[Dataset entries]
=== Begin Enclosure ===

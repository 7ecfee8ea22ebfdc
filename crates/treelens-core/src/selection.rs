//! Selection tracking: UI nodes to components, highlights, and `$inspect`.
//!
//! Selection state is per backend. The previously inspected UI node is held
//! weakly and only compared by identity, so polling never keeps a node alive.

use std::sync::Arc;

use tracing::debug;

use crate::backend::Backend;
use crate::error::BackendError;
use crate::events::BackendEvent;
use crate::handle::{opaque_address, weak_address, NodeId, Opaque, WeakOpaque};
use crate::host::HostFramework;
use crate::mutation::Inspected;

/// Per-backend selection and inspection bindings.
#[derive(Default)]
pub(crate) struct SelectionState {
    /// Last UI node observed by `check_selection`.
    last_inspected: Option<WeakOpaque>,
    selected: Option<NodeId>,
    /// `$inspect`: public instance of the selected component.
    inspect: Option<Opaque>,
    /// `$tmp`: last value exposed by `makeGlobal`.
    pub(crate) tmp: Option<Inspected>,
}

impl SelectionState {
    /// Drops bindings that point at an unmounted component.
    pub(crate) fn release(&mut self, id: &NodeId) {
        if self.selected.as_ref() == Some(id) {
            self.selected = None;
            self.inspect = None;
        }
    }

    /// Records the inspected node. Returns false if it is the one seen last.
    fn observe(&mut self, node: Option<&Opaque>) -> bool {
        let previous = self.last_inspected.as_ref().map(weak_address);
        if previous == node.map(opaque_address) {
            return false;
        }
        self.last_inspected = node.map(Arc::downgrade);
        true
    }
}

impl Backend {
    /// Maps a UI node to the component owning its framework-level handle.
    ///
    /// # Errors
    ///
    /// - [`BackendError::HostNotInjected`] if no host framework is wired yet
    pub fn get_id_for_node(&self, node: &Opaque) -> Result<Option<NodeId>, BackendError> {
        let host = self.host()?;
        let Some(handle) = host.handle_from_host_node(node) else {
            return Ok(None);
        };
        Ok(self.lock().store.id_for_root_handle(&handle.key()).cloned())
    }

    /// Asks the inspector to select the component owning `node`.
    ///
    /// Emits `setSelection` (sent to the bridge as `select`) when the node
    /// resolves; otherwise does nothing.
    pub fn select_from_host_node(&self, node: &Opaque) -> Result<Option<NodeId>, BackendError> {
        let Some(id) = self.get_id_for_node(node)? else {
            debug!("UI node has no owning component");
            return Ok(None);
        };
        debug!(%id, "selecting from UI node");
        self.emit(BackendEvent::SetSelection(id.clone()));
        Ok(Some(id))
    }

    /// Polls the host for the UI node under inspection and selects its
    /// owner if the node changed since the last poll.
    ///
    /// Meant to be called repeatedly on a timer, see
    /// [`SelectionPoller`](crate::poller::SelectionPoller).
    pub fn check_selection(&self) -> Result<Option<NodeId>, BackendError> {
        let host = self.host()?;
        let current = host.inspected_host_node();
        if !self.lock().selection.observe(current.as_ref()) {
            return Ok(None);
        }
        match current {
            Some(node) => self.select_from_host_node(&node),
            None => Ok(None),
        }
    }

    /// Handles the inspector's `selected` command: remembers the selection,
    /// binds `$inspect` to the component's public instance and emits
    /// `selected`. Ids that are not mounted are ignored.
    pub fn mark_selected(&self, id: &NodeId) {
        let updater = {
            let state = self.lock();
            let Some(record) = state.store.get(id) else {
                debug!(%id, "ignoring selection of an unmounted component");
                return;
            };
            record.updater.clone()
        };
        let instance = updater.and_then(|updater| updater.public_instance());
        {
            let mut state = self.lock();
            // Host code ran unlocked; the component may be gone already.
            if !state.store.contains(id) {
                debug!(%id, "selected component unmounted before it was bound");
                return;
            }
            state.selection.selected = Some(id.clone());
            state.selection.inspect = instance;
        }
        self.emit(BackendEvent::Selected(id.clone()));
    }

    /// Id of the component the inspector last selected.
    pub fn selected(&self) -> Option<NodeId> {
        self.lock().selection.selected.clone()
    }

    /// `$inspect`: public instance of the selected component.
    pub fn selected_instance(&self) -> Option<Opaque> {
        self.lock().selection.inspect.clone()
    }

    /// Emits `highlight` for the UI node of `id`.
    ///
    /// Returns `Ok(false)` when the id no longer resolves to a live node.
    pub fn highlight(&self, id: &NodeId) -> Result<bool, BackendError> {
        let host = self.host()?;
        let Some((node, name)) = self.resolve_host_node(host.as_ref(), id) else {
            debug!(%id, "highlight target no longer resolves");
            return Ok(false);
        };
        self.emit(BackendEvent::Highlight { node, name });
        Ok(true)
    }

    /// Emits one `highlightMany` for every id that still resolves.
    ///
    /// Returns how many nodes were highlighted.
    pub fn highlight_many(&self, ids: &[NodeId]) -> Result<usize, BackendError> {
        let host = self.host()?;
        let nodes: Vec<Opaque> = ids
            .iter()
            .filter_map(|id| self.resolve_host_node(host.as_ref(), id))
            .map(|(node, _)| node)
            .collect();
        let count = nodes.len();
        if count > 0 {
            self.emit(BackendEvent::HighlightMany { nodes });
        }
        Ok(count)
    }

    pub fn hide_highlight(&self) {
        self.emit(BackendEvent::HideHighlight);
    }

    fn resolve_host_node(
        &self,
        host: &dyn HostFramework,
        id: &NodeId,
    ) -> Option<(Opaque, Option<String>)> {
        let (handle, name) = {
            let state = self.lock();
            let record = state.store.get(id)?;
            (state.registry.handle_for(id)?, record.name.clone())
        };
        Some((host.host_node_from_handle(&handle)?, name))
    }
}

=== End Enclosure ===

=== WORK INSTRUCTION ===
Every line above with the string "Returns" in it should be copied into the answer.

=== PROBLEM SOLUTION ===
    /// Records the inspected node. Returns false if it is the one seen last.
    /// Returns `Ok(false)` when the id no longer resolves to a live node.
    /// Returns how many nodes were highlighted.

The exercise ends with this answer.